//! Left/right card edge estimation.
//!
//! The card edges are sampled on a sparse set of rows. On each row a short
//! contrast window slides around the running estimate; the best position
//! feeds a low-pass filtered search centre for the next row. Each edge is
//! then fitted with a least-squares line `x = a + b * y`.

use crate::geometry::center_between;
use crate::params::ReaderParams;
use cardscan_core::{fit_line, DebugOverlay, EdgeLine, IntegralImage};
use serde::{Deserialize, Serialize};

#[cfg(feature = "tracing")]
use tracing::instrument;

/// Which side of the card an edge bounds.
#[derive(Clone, Copy, Debug, PartialEq, Eq)]
enum Side {
    Left,
    Right,
}

/// One sampled row; `None` where no window showed any contrast.
#[derive(Clone, Copy, Debug, PartialEq, Eq, Serialize, Deserialize)]
pub struct EdgeSample {
    pub y: i32,
    pub left: Option<i32>,
    pub right: Option<i32>,
}

/// How well the edge samples supported the fitted lines.
#[derive(Clone, Copy, Debug, Default, PartialEq, Eq, Serialize, Deserialize)]
pub struct EdgeQuality {
    pub sampled_rows: usize,
    /// Rows where the left edge kept its previous estimate.
    pub left_degraded_rows: usize,
    /// Rows where the right edge kept its previous estimate.
    pub right_degraded_rows: usize,
    /// The lines are the expected positions, not a fit.
    pub fallback: bool,
}

impl EdgeQuality {
    pub fn is_clean(&self) -> bool {
        !self.fallback && self.left_degraded_rows == 0 && self.right_degraded_rows == 0
    }
}

/// Fitted left and right card edges.
#[derive(Clone, Debug, PartialEq, Serialize, Deserialize)]
pub struct EdgeModel {
    pub left: EdgeLine,
    pub right: EdgeLine,
    pub samples: Vec<EdgeSample>,
    pub quality: EdgeQuality,
}

impl EdgeModel {
    /// Model from known lines, without sampling information.
    pub fn from_lines(left: EdgeLine, right: EdgeLine) -> Self {
        Self {
            left,
            right,
            samples: Vec::new(),
            quality: EdgeQuality::default(),
        }
    }

    /// Horizontal card centre on row `y`, in whole pixels.
    #[inline]
    pub fn center_x(&self, y: f64) -> i32 {
        center_between(&self.left, &self.right, y)
    }

    /// Distance between the two edges on row `y`.
    #[inline]
    pub fn width_at(&self, y: f64) -> f64 {
        self.right.x_at(y) - self.left.x_at(y)
    }
}

/// Best edge position in `[center - w, center + w)` on row `y`.
///
/// The contrast is the card-side window minus the background-side window;
/// only strictly positive contrast counts.
fn search_edge(integral: &IntegralImage, y: i32, center: i32, w: i32, side: Side) -> Option<i32> {
    let mut best: Option<(i32, i64)> = None;
    for x in center.saturating_sub(w)..center.saturating_add(w) {
        let after = integral.row_sum(y, x, x.saturating_add(w)) as i64;
        let before = integral.row_sum(y, x.saturating_sub(w), x) as i64;
        let contrast = match side {
            Side::Left => after - before,
            Side::Right => before - after,
        };
        if contrast > best.map_or(0, |(_, c)| c) {
            best = Some((x, contrast));
        }
    }
    best.map(|(x, _)| x)
}

#[inline]
fn smooth(center: i32, found: i32, rate: f64) -> i32 {
    (center as f64 + (found - center) as f64 * rate) as i32
}

/// Estimate both card edges.
#[cfg_attr(
    feature = "tracing",
    instrument(
        level = "info",
        skip(integral, params, overlay),
        fields(width = integral.width(), height = integral.height())
    )
)]
pub fn estimate_edges(
    integral: &IntegralImage,
    params: &ReaderParams,
    overlay: Option<&mut DebugOverlay>,
) -> EdgeModel {
    let p = &params.edges;
    let height = integral.height() as i32;
    let left_start = p.expect_left;
    let right_start = integral.width() as i32 - p.expect_right;

    let mut center_left = left_start;
    let mut center_right = right_start;
    let mut quality = EdgeQuality::default();
    let mut samples = Vec::new();
    let mut ys = Vec::new();
    let mut lefts = Vec::new();
    let mut rights = Vec::new();

    let mut y = p.first_row;
    while y < height - p.bottom_margin {
        let left = search_edge(integral, y, center_left, p.half_window, Side::Left);
        let right = search_edge(integral, y, center_right, p.half_window, Side::Right);

        let xl = left.unwrap_or_else(|| {
            quality.left_degraded_rows += 1;
            center_left
        });
        let xr = right.unwrap_or_else(|| {
            quality.right_degraded_rows += 1;
            center_right
        });

        samples.push(EdgeSample { y, left, right });
        ys.push(y as f64);
        lefts.push(xl as f64);
        rights.push(xr as f64);

        center_left = smooth(center_left, xl, p.smoothing);
        center_right = smooth(center_right, xr, p.smoothing);
        y = y.saturating_add(p.row_step);
    }
    quality.sampled_rows = samples.len();

    let (left, right) = match (fit_line(&ys, &lefts), fit_line(&ys, &rights)) {
        (Some(l), Some(r)) => (l, r),
        _ => {
            quality.fallback = true;
            (
                EdgeLine::vertical(left_start as f64),
                EdgeLine::vertical(right_start as f64),
            )
        }
    };

    let model = EdgeModel {
        left,
        right,
        samples,
        quality,
    };

    log::debug!(
        "edges: left x={:.2}{:+.5}*y right x={:.2}{:+.5}*y over {} rows",
        left.intercept,
        left.slope,
        right.intercept,
        right.slope,
        quality.sampled_rows
    );
    if !quality.is_clean() {
        log::warn!(
            "edge estimate degraded: {} left / {} right rows without contrast (of {}), fallback={}",
            quality.left_degraded_rows,
            quality.right_degraded_rows,
            quality.sampled_rows,
            quality.fallback
        );
    }

    if let Some(overlay) = overlay {
        let half = 0.5 * params.card_width_px();
        for y in p.first_row..height - p.bottom_margin {
            let cx = model.center_x(y as f64) as f64;
            overlay.stipple((cx - half) as i32, y, y);
            overlay.stipple((cx + half) as i32, y, y);
        }
    }

    model
}

#[cfg(test)]
mod tests {
    use super::*;
    use cardscan_core::{CardImage, Polarity};

    fn card_image(width: usize, height: usize, left: i32, right: i32) -> CardImage {
        let mut img = CardImage::filled(width, height, 1, 0).expect("image");
        img.fill_rect(left, 0, right, height as i32, 200);
        img
    }

    #[test]
    fn finds_straight_edges() {
        let img = card_image(590, 1181, 51, 539);
        let integral = IntegralImage::new(&img.view(), Polarity::DarkHoles);
        let model = estimate_edges(&integral, &ReaderParams::default(), None);

        assert_eq!(model.left, EdgeLine::vertical(51.0));
        assert_eq!(model.right, EdgeLine::vertical(539.0));
        assert_eq!(model.quality.sampled_rows, 9);
        assert!(model.quality.is_clean());
        assert_eq!(model.center_x(500.0), 295);
        assert_eq!(model.width_at(0.0), 488.0);
    }

    #[test]
    fn follows_a_slanted_edge() {
        let mut img = CardImage::filled(590, 1181, 1, 0).expect("image");
        for y in 0..1181 {
            let shift = y / 100;
            img.fill_rect(48 + shift, y, 536 + shift, y + 1, 180);
        }
        let integral = IntegralImage::new(&img.view(), Polarity::DarkHoles);
        let model = estimate_edges(&integral, &ReaderParams::default(), None);

        assert!((model.left.slope - 0.01).abs() < 1e-9);
        assert!((model.right.slope - 0.01).abs() < 1e-9);
        assert!((model.left.x_at(500.0) - 53.0).abs() < 1e-6);
        assert!((model.right.x_at(500.0) - 541.0).abs() < 1e-6);
    }

    #[test]
    fn blank_rows_keep_the_previous_estimate() {
        let img = CardImage::filled(590, 1181, 1, 0).expect("image");
        let integral = IntegralImage::new(&img.view(), Polarity::DarkHoles);
        let model = estimate_edges(&integral, &ReaderParams::default(), None);

        assert_eq!(model.quality.left_degraded_rows, 9);
        assert_eq!(model.quality.right_degraded_rows, 9);
        assert!(!model.quality.fallback);
        assert!(model.samples.iter().all(|s| s.left.is_none() && s.right.is_none()));
        assert_eq!(model.left, EdgeLine::vertical(50.0));
        assert_eq!(model.right, EdgeLine::vertical(540.0));
    }

    #[test]
    fn tiny_images_fall_back_to_expected_edges() {
        let img = card_image(120, 250, 40, 80);
        let integral = IntegralImage::new(&img.view(), Polarity::DarkHoles);
        let model = estimate_edges(&integral, &ReaderParams::default(), None);

        assert!(model.quality.fallback);
        assert_eq!(model.left, EdgeLine::vertical(50.0));
        assert_eq!(model.right, EdgeLine::vertical(70.0));
    }

    #[test]
    fn overlay_draws_both_edges() {
        let img = card_image(590, 1181, 51, 539);
        let integral = IntegralImage::new(&img.view(), Polarity::DarkHoles);
        let mut overlay = DebugOverlay::for_view(&img.view());
        estimate_edges(&integral, &ReaderParams::default(), Some(&mut overlay));
        assert_eq!(overlay.marked(), 2 * (981 - 100));
    }
}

★ ★ ★ ★ ★

▶ **What the task asks**: Search the material above for the word "filled", then copy out each line that has it.

▶ **Result below**:
        let mut img = CardImage::filled(width, height, 1, 0).expect("image");
        let mut img = CardImage::filled(590, 1181, 1, 0).expect("image");
        let img = CardImage::filled(590, 1181, 1, 0).expect("image");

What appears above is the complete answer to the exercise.